Back in 2017, three years before the COVID-19 pandemic took a bite out of movie theater ticket sales, a disruptive little app known as MoviePass did the same. But instead of closing theater doors, MoviePass made an offer that many cineastes couldn’t refuse: For less than $10 per month, MoviePass members could see as many movies as they wanted in a real, live cinema.

From the beginning, the app was divisive: Movie theater chains like AMC hated it, while moviegoers either thought it sounded too good to be true or thought it sounded too good to be true and paid the $9.95 fee anyway. It didn’t take long for the cracks in the company’s business plan to start showing—and swallowing customers whole.

Fast forward to 2021: After several last-ditch efforts to redeem itself, including rebranding itself as MoviePass Ventures and unleashing Gotti on the world (an act that should be a crime in and of itself), MoviePass is no more. After shutting down its ticketing services in late 2019 and filing for bankruptcy in early 2020, MoviePass is dead. But the body has yet to be buried, as the Federal Trade Commission (FTC) wasn’t about to let its creators slink off into obscurity without answering for the mess of a company that they created. So the FTC filed a lawsuit alleging that MoviePass and its partners “took steps to block subscribers from using the service as advertised, while also failing to secure subscribers’ personal data.”

On Tuesday, The New York Times ran a feature on the FTC’s suit against MoviePass. While the parties appear to have reached a settlement in the matter, the details behind this scam of a company—and the lengths they went to to make sure that as many customers as possible did not get what they paid for—are pretty mind-boggling.

As Daniel Victor wrote in The New York Times:

The company hoped that by subsidizing full-price tickets for millions of users, it could negotiate bulk prices from theaters and find other ways to make money from its users. That never happened, and executives, looking to cut costs, focused on trying to make its most active users less active, according to the F.T.C. complaint.

In one effort, the company invalidated the passwords of the 75,000 subscribers who used the service most often, while falsely claiming “we have detected suspicious activity or potential fraud” on their accounts, the F.T.C. said. Many of the people who tried to reset their passwords were unable to because of technical problems; the app would not accept their email address, they would not receive a password-reset email, or the email would link to a nonworking website, the F.T.C. said.

When users complained, customer service would take weeks to respond, the F.T.C. said. About half of the users successfully changed their password within a week, the F.T.C. said.

Sadly, that was just the beginning of the creative methods company executives came up with to ensure that MoviePass was not delivering on its promises—at least not to every customer.
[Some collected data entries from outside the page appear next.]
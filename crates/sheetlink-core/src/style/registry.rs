//! Deduplicating registry of style fragments
//!
//! When a page of cells is rendered, each cell's [`CellStyle`] is split into
//! fragments (borders, font, fill, number format, decimal places). Identical
//! fragments share one id, so the rendered page can list every definition once
//! and let cells refer to ids.

use super::{Border, CellStyle, FillStyle, FontStyle};
use ahash::AHashMap;
use serde::Serialize;
use std::collections::hash_map::Entry;

/// Fragment category, which also fixes the id prefix
#[derive(Debug, Clone, Copy, PartialEq, Eq, Hash, PartialOrd, Ord)]
pub enum StyleKind {
    Border,
    Font,
    Fill,
    NumFmt,
    DecimalPlaces,
}

impl StyleKind {
    const ORDER: [StyleKind; 5] = [
        StyleKind::Border,
        StyleKind::Font,
        StyleKind::Fill,
        StyleKind::NumFmt,
        StyleKind::DecimalPlaces,
    ];

    fn prefix(&self) -> char {
        match self {
            StyleKind::Border => 'b',
            StyleKind::Font => 'f',
            StyleKind::Fill => 'l',
            StyleKind::NumFmt => 'n',
            StyleKind::DecimalPlaces => 'd',
        }
    }

    pub fn label(&self) -> &'static str {
        match self {
            StyleKind::Border => "border",
            StyleKind::Font => "font",
            StyleKind::Fill => "fill",
            StyleKind::NumFmt => "numFmt",
            StyleKind::DecimalPlaces => "decimalPlaces",
        }
    }
}

/// One registered fragment
#[derive(Debug, Clone, PartialEq, Eq)]
pub struct StyleDefinition {
    pub id: String,
    pub kind: StyleKind,
    /// Compact JSON of the fragment (plain text for number formats)
    pub body: String,
}

#[derive(Debug, Default)]
pub struct StyleRegistry {
    ids: AHashMap<(StyleKind, String), String>,
    /// Fragments registered so far, per kind
    counts: AHashMap<StyleKind, usize>,
    definitions: Vec<StyleDefinition>,
}

impl StyleRegistry {
    pub fn new() -> Self {
        Self::default()
    }

    /// Register every non-empty fragment of `style`, returning their ids
    ///
    /// An empty style registers nothing and returns no ids.
    pub fn register(&mut self, style: &CellStyle) -> Vec<String> {
        if style.is_empty() {
            return Vec::new();
        }
        let mut ids = Vec::new();
        if !style.border.is_empty() {
            ids.extend(self.register_border(&style.border));
        }
        if let Some(font) = style.font.as_ref().filter(|f| !f.is_empty()) {
            ids.extend(self.register_font(font));
        }
        if let Some(fill) = style.fill.as_ref().filter(|f| !f.is_empty()) {
            ids.extend(self.register_fill(fill));
        }
        if let Some(num_fmt) = style.num_fmt.as_deref().filter(|f| !f.is_empty()) {
            ids.push(self.intern(StyleKind::NumFmt, num_fmt.to_string()));
        }
        if let Some(places) = style.decimal_places.filter(|&d| d != 0) {
            ids.push(self.intern(StyleKind::DecimalPlaces, places.to_string()));
        }
        ids
    }

    pub fn register_border(&mut self, borders: &[Border]) -> Option<String> {
        self.intern_json(StyleKind::Border, borders)
    }

    pub fn register_font(&mut self, font: &FontStyle) -> Option<String> {
        self.intern_json(StyleKind::Font, font)
    }

    pub fn register_fill(&mut self, fill: &FillStyle) -> Option<String> {
        self.intern_json(StyleKind::Fill, fill)
    }

    pub fn is_empty(&self) -> bool {
        self.definitions.is_empty()
    }

    pub fn len(&self) -> usize {
        self.definitions.len()
    }

    /// All definitions grouped by kind, ids ascending within a kind
    pub fn definitions(&self) -> Vec<&StyleDefinition> {
        let mut out: Vec<&StyleDefinition> = Vec::with_capacity(self.definitions.len());
        for kind in StyleKind::ORDER {
            out.extend(self.definitions.iter().filter(|d| d.kind == kind));
        }
        out
    }

    fn intern_json<T: Serialize + ?Sized>(&mut self, kind: StyleKind, value: &T) -> Option<String> {
        match serde_json::to_string(value) {
            Ok(body) => Some(self.intern(kind, body)),
            Err(e) => {
                tracing::warn!("cannot serialize {} style: {}", kind.label(), e);
                None
            }
        }
    }

    fn intern(&mut self, kind: StyleKind, body: String) -> String {
        match self.ids.entry((kind, body)) {
            Entry::Occupied(entry) => entry.get().clone(),
            Entry::Vacant(entry) => {
                let count = self.counts.entry(kind).or_default();
                *count += 1;
                let id = format!("{}{}", kind.prefix(), count);
                self.definitions.push(StyleDefinition {
                    id: id.clone(),
                    kind,
                    body: entry.key().1.clone(),
                });
                entry.insert(id.clone());
                id
            }
        }
    }
}

#[cfg(test)]
mod tests {
    use super::*;
    use crate::style::{BorderStyle, BorderType, FillStyle};
    use pretty_assertions::assert_eq;

    fn bold() -> CellStyle {
        CellStyle {
            font: Some(FontStyle {
                bold: Some(true),
                ..Default::default()
            }),
            ..Default::default()
        }
    }

    #[test]
    fn test_empty_style_registers_nothing() {
        let mut registry = StyleRegistry::new();
        assert!(registry.register(&CellStyle::default()).is_empty());
        let blank = CellStyle {
            font: Some(FontStyle::default()),
            decimal_places: Some(0),
            ..Default::default()
        };
        assert!(registry.register(&blank).is_empty());
        assert!(registry.is_empty());
        assert!(registry.definitions().is_empty());
    }

    #[test]
    fn test_deduplicates_fragments() {
        let mut registry = StyleRegistry::new();
        assert_eq!(registry.register(&bold()), vec!["f1"]);
        assert_eq!(registry.register(&bold()), vec!["f1"]);

        let mixed = CellStyle {
            border: vec![Border::new(BorderType::Top, BorderStyle::Dot)],
            fill: Some(FillStyle::solid("#FFFF00")),
            num_fmt: Some("0.00".into()),
            decimal_places: Some(2),
            ..bold()
        };
        assert_eq!(registry.register(&mixed), vec!["b1", "f1", "l1", "n1", "d1"]);
        assert_eq!(registry.len(), 5);
    }

    #[test]
    fn test_definitions_ordered_by_kind() {
        let mut registry = StyleRegistry::new();
        registry.register(&CellStyle {
            num_fmt: Some("@".into()),
            ..Default::default()
        });
        registry.register(&bold());
        registry.register(&CellStyle {
            num_fmt: Some("0%".into()),
            ..Default::default()
        });

        let defs: Vec<(&str, &str)> = registry
            .definitions()
            .into_iter()
            .map(|d| (d.id.as_str(), d.body.as_str()))
            .collect();
        assert_eq!(
            defs,
            vec![("f1", r#"{"bold":true}"#), ("n1", "@"), ("n2", "0%")]
        );
    }

    #[test]
    fn test_ids_number_each_kind_separately() {
        let mut registry = StyleRegistry::new();
        for places in 1..=300u32 {
            registry.register(&CellStyle {
                num_fmt: Some(format!("0.{}", "0".repeat(places as usize))),
                decimal_places: Some(places),
                ..bold()
            });
        }
        assert_eq!(registry.len(), 601);
        assert_eq!(
            registry.register(&CellStyle {
                num_fmt: Some("0.0".into()),
                decimal_places: Some(1),
                ..bold()
            }),
            vec!["f1", "n1", "d1"]
        );
        assert_eq!(
            registry.register(&CellStyle {
                num_fmt: Some("#,##0".into()),
                ..Default::default()
            }),
            vec!["n301"]
        );
    }
}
In some cases, they sent out emails to some of the most frequent moviegoers requesting proof of their physical movie tickets; if the user failed to provide this on more than one occasion, their account would be canceled.

The Times article also talked about a “trip wire” that the company created (but, of course, did not publicize) for members who went to the movies three or more times per month.

“The company grouped subscribers based on how often they used the service, then, once the group hit an unannounced limit, the people in the group would be unable to use the service, regulators said,” according to The New York Times. “The users often did not know they had been cut off until they arrived at the theater, expecting to use their subscriptions, they said.”

If only MoviePass executives put this much thought and ingenuity into making the company work instead of figuring out how to screw over the largest number of paid subscribers in the fewest possible steps. While the final details of the settlement have not yet been made public, one can only hope that part of it will require the responsible individuals to watch Gotti ten times in a row.